• What you need to do: Only the number is wanted: how many lines below include "nodes"?

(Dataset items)
--
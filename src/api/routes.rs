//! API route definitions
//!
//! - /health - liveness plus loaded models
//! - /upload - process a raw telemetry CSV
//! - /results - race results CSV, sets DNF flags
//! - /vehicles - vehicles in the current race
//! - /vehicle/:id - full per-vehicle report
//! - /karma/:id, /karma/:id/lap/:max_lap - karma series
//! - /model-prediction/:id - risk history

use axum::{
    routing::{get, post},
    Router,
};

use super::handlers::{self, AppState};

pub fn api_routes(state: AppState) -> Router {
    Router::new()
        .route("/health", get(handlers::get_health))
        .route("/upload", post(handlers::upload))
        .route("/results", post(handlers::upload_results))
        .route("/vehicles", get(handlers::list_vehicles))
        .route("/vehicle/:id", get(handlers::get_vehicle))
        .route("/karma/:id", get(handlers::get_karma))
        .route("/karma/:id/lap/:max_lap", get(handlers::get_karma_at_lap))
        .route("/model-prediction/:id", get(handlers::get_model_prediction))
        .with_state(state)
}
--
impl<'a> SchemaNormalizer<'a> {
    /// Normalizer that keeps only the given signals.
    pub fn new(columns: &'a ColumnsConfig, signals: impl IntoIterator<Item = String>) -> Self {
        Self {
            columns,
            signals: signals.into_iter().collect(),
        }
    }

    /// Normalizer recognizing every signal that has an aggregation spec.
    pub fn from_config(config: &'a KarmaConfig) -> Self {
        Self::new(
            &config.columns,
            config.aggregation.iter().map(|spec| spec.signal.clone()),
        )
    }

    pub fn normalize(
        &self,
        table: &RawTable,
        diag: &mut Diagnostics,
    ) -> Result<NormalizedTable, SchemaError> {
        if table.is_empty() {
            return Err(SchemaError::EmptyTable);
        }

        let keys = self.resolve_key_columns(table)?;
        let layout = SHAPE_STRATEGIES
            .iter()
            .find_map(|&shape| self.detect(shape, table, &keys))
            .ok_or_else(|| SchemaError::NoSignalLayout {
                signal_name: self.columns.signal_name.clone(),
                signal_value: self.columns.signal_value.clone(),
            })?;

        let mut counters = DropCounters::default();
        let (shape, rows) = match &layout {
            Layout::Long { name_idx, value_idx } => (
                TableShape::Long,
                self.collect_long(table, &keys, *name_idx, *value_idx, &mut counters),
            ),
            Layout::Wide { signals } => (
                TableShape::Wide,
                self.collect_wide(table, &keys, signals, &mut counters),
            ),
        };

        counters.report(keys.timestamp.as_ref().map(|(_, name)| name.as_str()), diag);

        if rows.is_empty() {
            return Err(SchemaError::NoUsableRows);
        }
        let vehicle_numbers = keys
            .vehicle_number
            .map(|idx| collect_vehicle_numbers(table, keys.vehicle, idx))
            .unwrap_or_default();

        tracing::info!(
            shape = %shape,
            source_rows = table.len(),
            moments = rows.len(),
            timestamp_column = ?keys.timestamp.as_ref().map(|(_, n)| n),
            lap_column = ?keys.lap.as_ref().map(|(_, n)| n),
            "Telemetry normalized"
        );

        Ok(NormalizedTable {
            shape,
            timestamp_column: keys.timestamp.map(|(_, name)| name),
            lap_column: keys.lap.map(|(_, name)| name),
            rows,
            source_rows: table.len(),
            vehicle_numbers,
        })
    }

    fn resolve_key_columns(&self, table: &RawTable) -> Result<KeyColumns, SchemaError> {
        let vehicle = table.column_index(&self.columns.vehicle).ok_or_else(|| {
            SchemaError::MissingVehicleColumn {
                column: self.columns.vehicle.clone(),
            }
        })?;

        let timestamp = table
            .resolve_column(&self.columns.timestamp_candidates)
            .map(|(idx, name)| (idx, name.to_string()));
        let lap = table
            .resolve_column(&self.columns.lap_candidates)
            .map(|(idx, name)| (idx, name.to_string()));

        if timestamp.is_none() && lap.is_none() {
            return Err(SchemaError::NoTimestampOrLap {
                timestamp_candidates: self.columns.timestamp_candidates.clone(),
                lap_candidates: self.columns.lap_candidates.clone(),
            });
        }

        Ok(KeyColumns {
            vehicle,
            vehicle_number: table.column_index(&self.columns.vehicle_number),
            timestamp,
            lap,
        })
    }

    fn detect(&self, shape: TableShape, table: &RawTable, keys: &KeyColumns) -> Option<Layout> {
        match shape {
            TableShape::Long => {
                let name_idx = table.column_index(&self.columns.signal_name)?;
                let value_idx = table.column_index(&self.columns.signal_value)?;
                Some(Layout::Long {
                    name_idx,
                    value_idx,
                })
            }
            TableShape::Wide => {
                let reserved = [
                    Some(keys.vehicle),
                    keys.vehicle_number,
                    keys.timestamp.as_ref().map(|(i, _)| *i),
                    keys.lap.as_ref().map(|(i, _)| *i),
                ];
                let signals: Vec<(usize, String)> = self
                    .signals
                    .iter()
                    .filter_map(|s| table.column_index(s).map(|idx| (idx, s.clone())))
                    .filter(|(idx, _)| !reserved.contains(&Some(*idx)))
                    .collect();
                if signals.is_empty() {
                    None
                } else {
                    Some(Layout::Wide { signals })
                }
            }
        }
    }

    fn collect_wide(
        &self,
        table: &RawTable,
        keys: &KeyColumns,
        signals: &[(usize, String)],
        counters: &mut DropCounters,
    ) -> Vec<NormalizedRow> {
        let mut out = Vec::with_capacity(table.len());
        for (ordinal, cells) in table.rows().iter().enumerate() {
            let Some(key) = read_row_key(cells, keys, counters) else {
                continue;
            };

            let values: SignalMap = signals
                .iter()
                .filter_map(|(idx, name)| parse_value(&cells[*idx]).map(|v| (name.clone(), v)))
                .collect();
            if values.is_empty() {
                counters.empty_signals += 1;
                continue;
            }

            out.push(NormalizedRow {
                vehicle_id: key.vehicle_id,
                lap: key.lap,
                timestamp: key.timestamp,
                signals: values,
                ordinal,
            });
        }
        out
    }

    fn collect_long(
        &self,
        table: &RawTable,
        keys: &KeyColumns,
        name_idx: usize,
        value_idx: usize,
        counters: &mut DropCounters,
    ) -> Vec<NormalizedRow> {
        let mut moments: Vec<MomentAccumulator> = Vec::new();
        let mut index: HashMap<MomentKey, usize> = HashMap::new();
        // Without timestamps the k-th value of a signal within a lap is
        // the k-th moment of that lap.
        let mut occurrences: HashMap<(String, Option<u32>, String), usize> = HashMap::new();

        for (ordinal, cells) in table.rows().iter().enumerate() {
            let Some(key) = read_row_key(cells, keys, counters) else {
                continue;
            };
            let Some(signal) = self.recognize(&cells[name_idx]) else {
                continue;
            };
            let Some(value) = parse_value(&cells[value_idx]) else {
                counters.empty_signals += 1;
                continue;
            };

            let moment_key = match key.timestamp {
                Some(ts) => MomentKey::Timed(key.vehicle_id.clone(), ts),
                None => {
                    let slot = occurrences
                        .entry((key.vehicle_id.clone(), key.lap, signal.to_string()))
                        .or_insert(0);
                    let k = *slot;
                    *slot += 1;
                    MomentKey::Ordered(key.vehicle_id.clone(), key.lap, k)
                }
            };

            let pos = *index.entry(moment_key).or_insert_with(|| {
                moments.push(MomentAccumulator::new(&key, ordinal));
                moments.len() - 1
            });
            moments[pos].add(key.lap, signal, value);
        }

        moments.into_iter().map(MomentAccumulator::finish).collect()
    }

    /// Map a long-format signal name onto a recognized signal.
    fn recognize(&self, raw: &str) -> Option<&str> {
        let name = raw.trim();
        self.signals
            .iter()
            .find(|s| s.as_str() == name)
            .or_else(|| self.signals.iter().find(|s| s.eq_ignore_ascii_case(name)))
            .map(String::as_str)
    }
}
--
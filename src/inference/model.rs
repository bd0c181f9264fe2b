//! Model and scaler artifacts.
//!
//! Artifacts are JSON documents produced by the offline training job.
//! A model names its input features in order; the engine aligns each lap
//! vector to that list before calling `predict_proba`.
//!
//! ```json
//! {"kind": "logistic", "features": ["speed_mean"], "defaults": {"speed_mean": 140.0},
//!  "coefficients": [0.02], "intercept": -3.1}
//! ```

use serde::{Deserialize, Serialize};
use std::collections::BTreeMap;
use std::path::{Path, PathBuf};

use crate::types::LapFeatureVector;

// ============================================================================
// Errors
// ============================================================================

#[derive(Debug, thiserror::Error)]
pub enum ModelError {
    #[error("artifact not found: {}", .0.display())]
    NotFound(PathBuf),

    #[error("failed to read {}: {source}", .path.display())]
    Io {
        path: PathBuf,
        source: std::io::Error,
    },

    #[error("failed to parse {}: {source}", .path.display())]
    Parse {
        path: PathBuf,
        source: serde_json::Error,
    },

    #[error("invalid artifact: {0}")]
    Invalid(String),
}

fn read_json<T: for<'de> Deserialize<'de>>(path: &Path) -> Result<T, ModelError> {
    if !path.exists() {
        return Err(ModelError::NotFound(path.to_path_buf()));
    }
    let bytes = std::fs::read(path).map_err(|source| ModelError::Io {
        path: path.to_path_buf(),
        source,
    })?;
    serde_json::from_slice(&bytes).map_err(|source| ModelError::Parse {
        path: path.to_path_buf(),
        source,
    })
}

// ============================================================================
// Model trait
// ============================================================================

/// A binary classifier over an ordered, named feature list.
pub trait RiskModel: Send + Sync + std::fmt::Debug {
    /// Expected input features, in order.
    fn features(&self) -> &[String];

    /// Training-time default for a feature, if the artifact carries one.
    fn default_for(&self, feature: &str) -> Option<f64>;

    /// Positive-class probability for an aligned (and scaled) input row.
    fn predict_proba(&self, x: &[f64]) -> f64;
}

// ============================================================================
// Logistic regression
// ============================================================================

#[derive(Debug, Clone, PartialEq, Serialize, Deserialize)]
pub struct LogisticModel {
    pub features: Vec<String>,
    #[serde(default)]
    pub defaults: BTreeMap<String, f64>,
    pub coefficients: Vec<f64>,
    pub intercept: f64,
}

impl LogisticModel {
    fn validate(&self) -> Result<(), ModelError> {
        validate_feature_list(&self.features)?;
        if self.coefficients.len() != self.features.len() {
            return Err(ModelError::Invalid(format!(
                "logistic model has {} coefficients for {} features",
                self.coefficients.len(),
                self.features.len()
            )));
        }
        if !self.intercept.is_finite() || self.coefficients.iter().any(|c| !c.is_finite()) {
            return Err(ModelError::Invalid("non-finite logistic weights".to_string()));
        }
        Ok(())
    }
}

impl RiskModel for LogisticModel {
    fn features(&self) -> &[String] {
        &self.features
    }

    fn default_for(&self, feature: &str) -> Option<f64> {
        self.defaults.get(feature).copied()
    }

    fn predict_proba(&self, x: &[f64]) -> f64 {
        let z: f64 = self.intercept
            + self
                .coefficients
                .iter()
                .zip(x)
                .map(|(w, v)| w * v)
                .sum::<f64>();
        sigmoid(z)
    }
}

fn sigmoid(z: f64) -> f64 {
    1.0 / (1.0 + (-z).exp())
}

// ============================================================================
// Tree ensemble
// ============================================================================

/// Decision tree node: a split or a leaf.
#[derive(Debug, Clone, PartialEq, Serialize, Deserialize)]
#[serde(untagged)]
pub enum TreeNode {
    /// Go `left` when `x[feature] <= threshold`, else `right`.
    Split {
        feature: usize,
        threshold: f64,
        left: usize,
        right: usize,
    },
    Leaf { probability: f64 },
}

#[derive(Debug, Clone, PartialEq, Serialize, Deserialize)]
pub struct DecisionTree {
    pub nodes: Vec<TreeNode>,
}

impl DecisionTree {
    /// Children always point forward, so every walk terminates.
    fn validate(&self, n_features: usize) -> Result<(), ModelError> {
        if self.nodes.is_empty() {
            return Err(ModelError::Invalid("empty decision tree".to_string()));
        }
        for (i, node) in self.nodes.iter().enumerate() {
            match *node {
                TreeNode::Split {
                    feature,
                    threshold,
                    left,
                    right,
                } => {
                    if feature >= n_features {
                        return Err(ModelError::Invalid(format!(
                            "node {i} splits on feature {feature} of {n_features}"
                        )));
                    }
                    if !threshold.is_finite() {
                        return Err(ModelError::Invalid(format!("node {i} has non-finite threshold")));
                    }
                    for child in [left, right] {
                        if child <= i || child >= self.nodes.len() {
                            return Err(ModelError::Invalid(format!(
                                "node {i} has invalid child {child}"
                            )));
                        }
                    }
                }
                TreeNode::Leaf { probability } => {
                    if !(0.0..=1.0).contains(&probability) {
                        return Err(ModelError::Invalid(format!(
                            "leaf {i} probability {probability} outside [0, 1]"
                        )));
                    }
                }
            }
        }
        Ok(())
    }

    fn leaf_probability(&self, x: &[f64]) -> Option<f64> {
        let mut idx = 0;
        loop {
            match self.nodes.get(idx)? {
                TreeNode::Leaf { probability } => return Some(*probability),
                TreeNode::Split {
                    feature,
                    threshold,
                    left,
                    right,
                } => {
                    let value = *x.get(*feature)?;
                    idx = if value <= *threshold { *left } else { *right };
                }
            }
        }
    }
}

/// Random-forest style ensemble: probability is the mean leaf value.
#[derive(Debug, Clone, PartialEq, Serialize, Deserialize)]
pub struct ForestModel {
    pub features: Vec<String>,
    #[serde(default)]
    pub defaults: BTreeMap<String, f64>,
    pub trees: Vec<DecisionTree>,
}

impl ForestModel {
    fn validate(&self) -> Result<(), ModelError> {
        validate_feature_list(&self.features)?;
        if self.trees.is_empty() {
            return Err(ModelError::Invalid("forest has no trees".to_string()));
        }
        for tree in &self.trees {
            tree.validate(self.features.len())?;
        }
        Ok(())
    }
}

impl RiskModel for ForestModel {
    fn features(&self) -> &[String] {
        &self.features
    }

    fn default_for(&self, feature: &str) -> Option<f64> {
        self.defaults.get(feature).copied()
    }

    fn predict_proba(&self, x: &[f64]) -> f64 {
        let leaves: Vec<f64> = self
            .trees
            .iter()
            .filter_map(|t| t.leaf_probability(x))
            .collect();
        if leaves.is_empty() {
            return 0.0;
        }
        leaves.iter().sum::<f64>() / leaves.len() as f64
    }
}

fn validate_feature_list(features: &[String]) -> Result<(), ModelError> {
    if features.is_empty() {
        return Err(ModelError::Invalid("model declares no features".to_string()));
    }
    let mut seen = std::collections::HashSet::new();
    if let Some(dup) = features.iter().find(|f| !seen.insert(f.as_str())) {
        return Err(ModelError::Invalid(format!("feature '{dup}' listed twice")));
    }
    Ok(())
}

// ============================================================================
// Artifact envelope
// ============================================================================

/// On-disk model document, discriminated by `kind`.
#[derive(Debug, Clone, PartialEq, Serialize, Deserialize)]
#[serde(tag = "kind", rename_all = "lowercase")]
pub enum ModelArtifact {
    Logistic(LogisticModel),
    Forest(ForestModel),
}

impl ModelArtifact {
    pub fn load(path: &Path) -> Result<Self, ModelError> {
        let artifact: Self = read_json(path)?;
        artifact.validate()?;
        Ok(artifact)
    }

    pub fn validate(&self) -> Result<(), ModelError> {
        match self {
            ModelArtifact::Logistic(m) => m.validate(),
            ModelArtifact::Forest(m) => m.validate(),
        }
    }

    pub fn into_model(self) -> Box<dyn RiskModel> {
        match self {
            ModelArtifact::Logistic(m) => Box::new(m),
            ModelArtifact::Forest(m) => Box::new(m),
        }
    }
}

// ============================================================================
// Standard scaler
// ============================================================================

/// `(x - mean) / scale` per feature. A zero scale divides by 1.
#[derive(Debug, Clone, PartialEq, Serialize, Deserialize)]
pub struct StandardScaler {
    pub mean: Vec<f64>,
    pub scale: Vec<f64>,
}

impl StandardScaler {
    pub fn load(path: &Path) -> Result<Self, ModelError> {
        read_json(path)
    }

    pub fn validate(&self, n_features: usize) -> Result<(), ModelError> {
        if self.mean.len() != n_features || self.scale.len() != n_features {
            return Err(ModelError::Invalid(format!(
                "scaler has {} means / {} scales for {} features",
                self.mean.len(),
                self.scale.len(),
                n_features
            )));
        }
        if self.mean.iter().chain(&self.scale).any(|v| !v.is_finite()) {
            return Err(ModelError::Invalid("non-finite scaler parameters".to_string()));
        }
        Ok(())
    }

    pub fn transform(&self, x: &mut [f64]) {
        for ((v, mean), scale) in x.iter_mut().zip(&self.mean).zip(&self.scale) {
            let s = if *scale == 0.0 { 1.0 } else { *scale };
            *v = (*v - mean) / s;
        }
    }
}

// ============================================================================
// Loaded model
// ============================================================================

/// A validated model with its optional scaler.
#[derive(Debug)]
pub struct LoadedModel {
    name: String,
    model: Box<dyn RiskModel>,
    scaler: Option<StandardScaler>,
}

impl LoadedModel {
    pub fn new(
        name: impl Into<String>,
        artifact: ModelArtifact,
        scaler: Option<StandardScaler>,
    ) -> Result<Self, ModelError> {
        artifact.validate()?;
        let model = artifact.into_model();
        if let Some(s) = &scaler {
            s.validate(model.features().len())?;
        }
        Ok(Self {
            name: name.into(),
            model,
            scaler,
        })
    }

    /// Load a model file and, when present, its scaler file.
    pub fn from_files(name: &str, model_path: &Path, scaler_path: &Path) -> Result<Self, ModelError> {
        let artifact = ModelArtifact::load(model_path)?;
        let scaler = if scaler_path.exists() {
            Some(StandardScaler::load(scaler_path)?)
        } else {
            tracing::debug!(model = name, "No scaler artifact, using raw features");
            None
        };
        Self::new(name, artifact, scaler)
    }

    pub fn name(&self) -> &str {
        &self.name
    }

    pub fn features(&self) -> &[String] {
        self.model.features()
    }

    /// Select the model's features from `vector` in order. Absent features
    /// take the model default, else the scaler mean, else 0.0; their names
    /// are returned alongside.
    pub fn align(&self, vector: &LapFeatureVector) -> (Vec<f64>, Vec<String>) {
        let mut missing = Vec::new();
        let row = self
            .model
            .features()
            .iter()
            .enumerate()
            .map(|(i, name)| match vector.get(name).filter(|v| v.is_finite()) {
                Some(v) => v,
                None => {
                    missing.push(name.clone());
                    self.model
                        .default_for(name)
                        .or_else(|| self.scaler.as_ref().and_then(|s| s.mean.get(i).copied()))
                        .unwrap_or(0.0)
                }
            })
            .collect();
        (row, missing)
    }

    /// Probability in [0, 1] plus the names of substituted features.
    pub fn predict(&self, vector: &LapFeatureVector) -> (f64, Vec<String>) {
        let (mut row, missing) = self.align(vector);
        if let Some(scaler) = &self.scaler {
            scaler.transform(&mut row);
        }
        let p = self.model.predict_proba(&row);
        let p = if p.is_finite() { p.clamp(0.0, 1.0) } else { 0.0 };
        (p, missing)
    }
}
--
• Answer: 5